Mientras se forma una masa roja me pregunto
¿Cuándo terminaré de cocinar?

lunes, 22 de febrero de 2010

Link

Odio el provocador azul cielo que delinea tu nombre,
pincharlo en busca de tí

-de tus certezas-
Y quedar como al principio.

lunes, 15 de febrero de 2010

Juego literario

¿Quién quiere jugar? La mecánica es simple: Está historia tiene un inicio, pero no tiene desarrollo, tampoco final… Vamos poniéndole uno. Lo que sea que les inspire, siguiendo dos reglas básicas: narración en tercera persona y personajes sin nombre ni sexo.


Déjenlo en los comments y lo voy pegando…



Esta es una historia sin personajes, porque cualquiera podría protagonizarla. Tampoco tiene géneros, pues él bien podría ser ella; y ella bien podría ser él.

Porque es un relato de amantes, y cualquiera que sea su nombre o su sexo, se estremecen de igual manera con los besos, las caricias y los abrazos.

Porque sin importar si están hundidos en el deseo, la lujuria, la inocencia o la desesperación todos los amantes buscan el amor.

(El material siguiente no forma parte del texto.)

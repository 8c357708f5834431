//! Sign-in, token persistence and expiry.
//!
//! Run with: cargo test -p brickyard-integration-tests --test session

#![allow(clippy::unwrap_used)]

use std::time::Duration;

use axum::http::Method;
use brickyard_client::session::SESSION_EXPIRED_MESSAGE;
use brickyard_client::{ErrorKind, SessionError, ToastLevel};
use brickyard_core::Email;
use brickyard_integration_tests::{
    MockBackend, PASSWORD, TestClient, eventually, token_for, user_id_for,
};
use secrecy::{ExposeSecret, SecretString};

const EMMET: &str = "emmet@bricks.example";

#[tokio::test]
async fn test_login_stores_token_and_publishes_user() {
    let backend = MockBackend::start().await;
    let client = TestClient::new(vec![backend.url()]);
    let session = client.app.session();
    session.bootstrap();
    let epoch = session.epoch();

    let user = session
        .login(&Email::parse(EMMET).unwrap(), &SecretString::from(PASSWORD))
        .await
        .unwrap();

    assert_eq!(user.id.as_str(), user_id_for(EMMET));
    assert_eq!(session.current_user(), Some(user));
    assert_eq!(session.epoch(), epoch + 1);
    assert!(session.token().is_some());
    assert_eq!(backend.calls_to(&Method::POST, "/api/auth/login"), 1);
}

#[tokio::test]
async fn test_rejected_login_keeps_anonymous_session() {
    let backend = MockBackend::start().await;
    let client = TestClient::new(vec![backend.url()]);
    let session = client.app.session();
    session.bootstrap();

    let err = session
        .login(
            &Email::parse(EMMET).unwrap(),
            &SecretString::from("wrong password"),
        )
        .await
        .unwrap_err();

    let SessionError::Api(api) = &err else {
        panic!("expected an API error, got {err:?}");
    };
    assert_eq!(api.kind(), ErrorKind::Unauthenticated);
    assert!(session.current_user().is_none());
    assert!(session.token().is_none());
    assert_eq!(client.notifier.messages(), vec!["Invalid email or password"]);
}

#[tokio::test]
async fn test_stored_token_survives_restart() {
    let backend = MockBackend::start().await;
    let client = TestClient::signed_in(&backend, EMMET).await;
    let token = client.app.session().token().unwrap();

    // A second client reading the same session file.
    let config = client.app.config().clone();
    let restarted = brickyard_client::AppState::new(
        config,
        std::sync::Arc::new(brickyard_client::TracingNotifier),
    )
    .unwrap();

    let user = restarted.session().bootstrap().unwrap();
    assert_eq!(user.id.as_str(), user_id_for(EMMET));
    assert_eq!(
        restarted.session().token().unwrap().expose_secret(),
        token.expose_secret()
    );
}

#[tokio::test]
async fn test_bootstrap_discards_expired_token() {
    let client = TestClient::new(vec![brickyard_integration_tests::unused_origin()]);
    let tokens = client.app.api().tokens();
    tokens
        .set_token(&SecretString::from(token_for("user-emmet", -60)))
        .unwrap();

    assert!(client.app.session().bootstrap().is_none());
    assert!(client.app.session().is_booted());
    assert!(tokens.token().is_none());
}

#[tokio::test]
async fn test_expiry_watch_ends_session() {
    let backend = MockBackend::start().await;
    let client = TestClient::new(vec![backend.url()]);
    let token = token_for("user-emmet", 2);
    backend.accept_token(&token, "user-emmet");
    client
        .app
        .api()
        .tokens()
        .set_token(&SecretString::from(token))
        .unwrap();

    let session = client.app.session();
    assert!(session.bootstrap().is_some());
    let watch = session.spawn_expiry_watch(Duration::from_millis(100));

    eventually("the expiry watch to sign out", || {
        session.current_user().is_none()
    })
    .await;
    watch.abort();

    assert!(session.token().is_none());
    let toasts = client.notifier.toasts();
    assert_eq!(toasts.len(), 1);
    assert_eq!(toasts[0].level, ToastLevel::Warning);
    assert_eq!(toasts[0].message, SESSION_EXPIRED_MESSAGE);
}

Ellos lo buscaban, como buscan las mariposas del norte el calor de un invierno no tan crudo. Quizá fuese el tiempo, la distancia o la vida misma la que les hizo reencontrarse esa tibia mañana de Abril mientras cada uno con sus propios pensamientos chocaban de frente dándole al destino o al futuro una nueva oportunidad.
Aidee
Ellos, los que pretendían no conocerse desde hace tiempo. Una mano recorre los mismos caminos, la misma piel se estremece y de los labios una sonrisa olvidada.Apresura el paso, unas piernas se aprietan, un suspiro, y otro y otro.
Eu
Una mano, una pierna, amasijo cortazariano de amores y vapores que cada vez transpiran mas y mas, anticipando con las bocas un deseo añejado durante largos veinte años, ellos que ya no se sabían en si o el otro, que se volcaban en fantasías, estaban de nuevo juntos camino a aquel motel donde se vieron por primera vez.
Angel Caballero


"Primera vez", ya que fue cuando en realidad se descubrieron completamente el uno ante el otro, sin embargo su historia los había hecho traspasar sentimientos y roces mucho más allá del solo deseo físico y mental, de nuevo estaban solos, como aquella primera vez, como aquel día en que se entregaron a ellos mismos, pero esta vez seria diferente ...

Ju@nje

miércoles, 10 de febrero de 2010

Algo

Quiero un reino de pan
Villanías para cometer
Pecados que confesar

Si lo obtengo puede que este blog se salve.

sábado, 23 de enero de 2010

Momentos

“Hay que recordar que Christian es un dramático”. Cuando un hombre con semejante elocuencia, como es el caso de José Israel Carranza, autor de la frase y excelente ensayista, se ve impedido a salir en la defensa de uno de mejor manera… Ya está. No hay duda.